- _Materials provided_
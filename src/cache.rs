//! LRU page cache for rendered pages

use std::num::NonZeroUsize;
use std::sync::Arc;

use log::debug;
use lru::LruCache;

use crate::types::{PixelBuffer, Word};

/// A rendered page: bitmap plus the words found on it
#[derive(Debug)]
pub struct CacheEntry {
    pub page_index: usize,
    pub pixels: Arc<PixelBuffer>,
    pub words: Arc<[Word]>,
}

/// LRU cache of rendered pages keyed by page index.
///
/// Lives on the consumer thread only, so there is no locking.
pub struct PageCache {
    cache: LruCache<usize, Arc<CacheEntry>>,
}

impl PageCache {
    /// Create a new cache with the given capacity
    #[must_use]
    pub fn new(capacity: usize) -> Self {
        Self {
            cache: LruCache::new(NonZeroUsize::new(capacity).unwrap_or(NonZeroUsize::MIN)),
        }
    }

    /// Get a cached page, promoting it in the LRU order
    #[must_use]
    pub fn get(&mut self, page: usize) -> Option<Arc<CacheEntry>> {
        self.cache.get(&page).cloned()
    }

    /// Read a cached page without touching the LRU order
    #[must_use]
    pub fn peek(&self, page: usize) -> Option<Arc<CacheEntry>> {
        self.cache.peek(&page).cloned()
    }

    /// Check if a page is in the cache without promoting it
    #[must_use]
    pub fn has(&self, page: usize) -> bool {
        self.cache.contains(&page)
    }

    /// Insert or replace a page, mark it freshest and evict the least
    /// recently used page if over capacity. Returns the evicted page index.
    pub fn put(
        &mut self,
        page: usize,
        pixels: Arc<PixelBuffer>,
        words: Arc<[Word]>,
    ) -> (Arc<CacheEntry>, Option<usize>) {
        let entry = Arc::new(CacheEntry {
            page_index: page,
            pixels,
            words,
        });

        let evicted = match self.cache.push(page, entry.clone()) {
            Some((old, _)) if old != page => {
                debug!("Evicted page {old} from cache");
                Some(old)
            }
            _ => None,
        };

        (entry, evicted)
    }

    /// Clear all cached pages
    pub fn clear(&mut self) {
        self.cache.clear();
    }

    /// Cached page indices, freshest first
    #[must_use]
    pub fn pages(&self) -> Vec<usize> {
        self.cache.iter().map(|(k, _)| *k).collect()
    }

    /// Number of cached pages
    #[must_use]
    pub fn len(&self) -> usize {
        self.cache.len()
    }

    /// Check if cache is empty
    #[must_use]
    pub fn is_empty(&self) -> bool {
        self.cache.is_empty()
    }

    /// Cache capacity
    #[must_use]
    pub fn capacity(&self) -> usize {
        self.cache.cap().get()
    }
}

#[cfg(test)]
mod tests {
    use rand::rngs::StdRng;
    use rand::{Rng, SeedableRng};

    use super::*;
    use crate::types::PixelFormat;

    fn pixels() -> Arc<PixelBuffer> {
        Arc::new(PixelBuffer {
            width: 2,
            height: 2,
            format: PixelFormat::Rgba8,
            data: vec![0; 16],
        })
    }

    fn words(page: usize) -> Arc<[Word]> {
        vec![Word {
            text: format!("p{page}"),
            bbox: crate::types::BBox::new(0.0, 0.0, 10.0, 10.0),
            page_index: page,
        }]
        .into()
    }

    #[test]
    fn cache_put_and_get() {
        let mut cache = PageCache::new(6);
        cache.put(3, pixels(), words(3));

        assert!(cache.has(3));
        let entry = cache.get(3).expect("page 3 cached");
        assert_eq!(entry.page_index, 3);
        assert_eq!(entry.words[0].text, "p3");
        assert_eq!(cache.len(), 1);
    }

    #[test]
    fn cache_lru_eviction() {
        let mut cache = PageCache::new(2);

        let (_, e0) = cache.put(0, pixels(), words(0));
        let (_, e1) = cache.put(1, pixels(), words(1));
        let (_, e2) = cache.put(2, pixels(), words(2));

        assert_eq!((e0, e1, e2), (None, None, Some(0)));
        assert_eq!(cache.len(), 2);
        assert!(!cache.has(0));
        assert!(cache.has(1));
        assert!(cache.has(2));
    }

    #[test]
    fn get_refreshes_entry() {
        let mut cache = PageCache::new(2);
        cache.put(0, pixels(), words(0));
        cache.put(1, pixels(), words(1));

        let _ = cache.get(0);
        let (_, evicted) = cache.put(2, pixels(), words(2));

        assert_eq!(evicted, Some(1));
        assert!(cache.has(0));
    }

    #[test]
    fn has_and_peek_do_not_refresh() {
        let mut cache = PageCache::new(2);
        cache.put(0, pixels(), words(0));
        cache.put(1, pixels(), words(1));

        assert!(cache.has(0));
        assert!(cache.peek(0).is_some());
        let (_, evicted) = cache.put(2, pixels(), words(2));

        assert_eq!(evicted, Some(0));
    }

    #[test]
    fn replacing_a_page_evicts_nothing() {
        let mut cache = PageCache::new(2);
        cache.put(0, pixels(), words(0));
        cache.put(1, pixels(), words(1));

        let (_, evicted) = cache.put(0, pixels(), words(0));
        assert_eq!(evicted, None);
        assert_eq!(cache.pages(), vec![0, 1]);
    }

    #[test]
    fn clear_empties_cache() {
        let mut cache = PageCache::new(6);
        for i in 0..5 {
            cache.put(i, pixels(), words(i));
        }

        assert_eq!(cache.len(), 5);
        cache.clear();
        assert!(cache.is_empty());
    }

    #[test]
    fn zero_capacity_is_bumped_to_one() {
        let cache = PageCache::new(0);
        assert_eq!(cache.capacity(), 1);
    }

    #[test]
    fn random_access_matches_reference_model() {
        let mut rng = StdRng::seed_from_u64(0x5eed);
        let capacity = 4;
        let mut cache = PageCache::new(capacity);
        // Freshest at the end
        let mut model: Vec<usize> = Vec::new();

        for _ in 0..2_000 {
            let page = rng.gen_range(0..10);
            if rng.gen_bool(0.6) {
                let (_, evicted) = cache.put(page, pixels(), words(page));
                model.retain(|&p| p != page);
                model.push(page);
                let expected = if model.len() > capacity {
                    Some(model.remove(0))
                } else {
                    None
                };
                assert_eq!(evicted, expected);
            } else {
                let hit = cache.get(page).is_some();
                let model_hit = model.contains(&page);
                assert_eq!(hit, model_hit);
                if model_hit {
                    model.retain(|&p| p != page);
                    model.push(page);
                }
            }
            assert!(cache.len() <= capacity);
        }

        let mut freshest_first = model.clone();
        freshest_first.reverse();
        assert_eq!(cache.pages(), freshest_first);
    }
}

- _Directions_
Go line by line through the records above and copy each one containing "contains".

- _Task output_
        self.cache.contains(&page)
                let model_hit = model.contains(&page);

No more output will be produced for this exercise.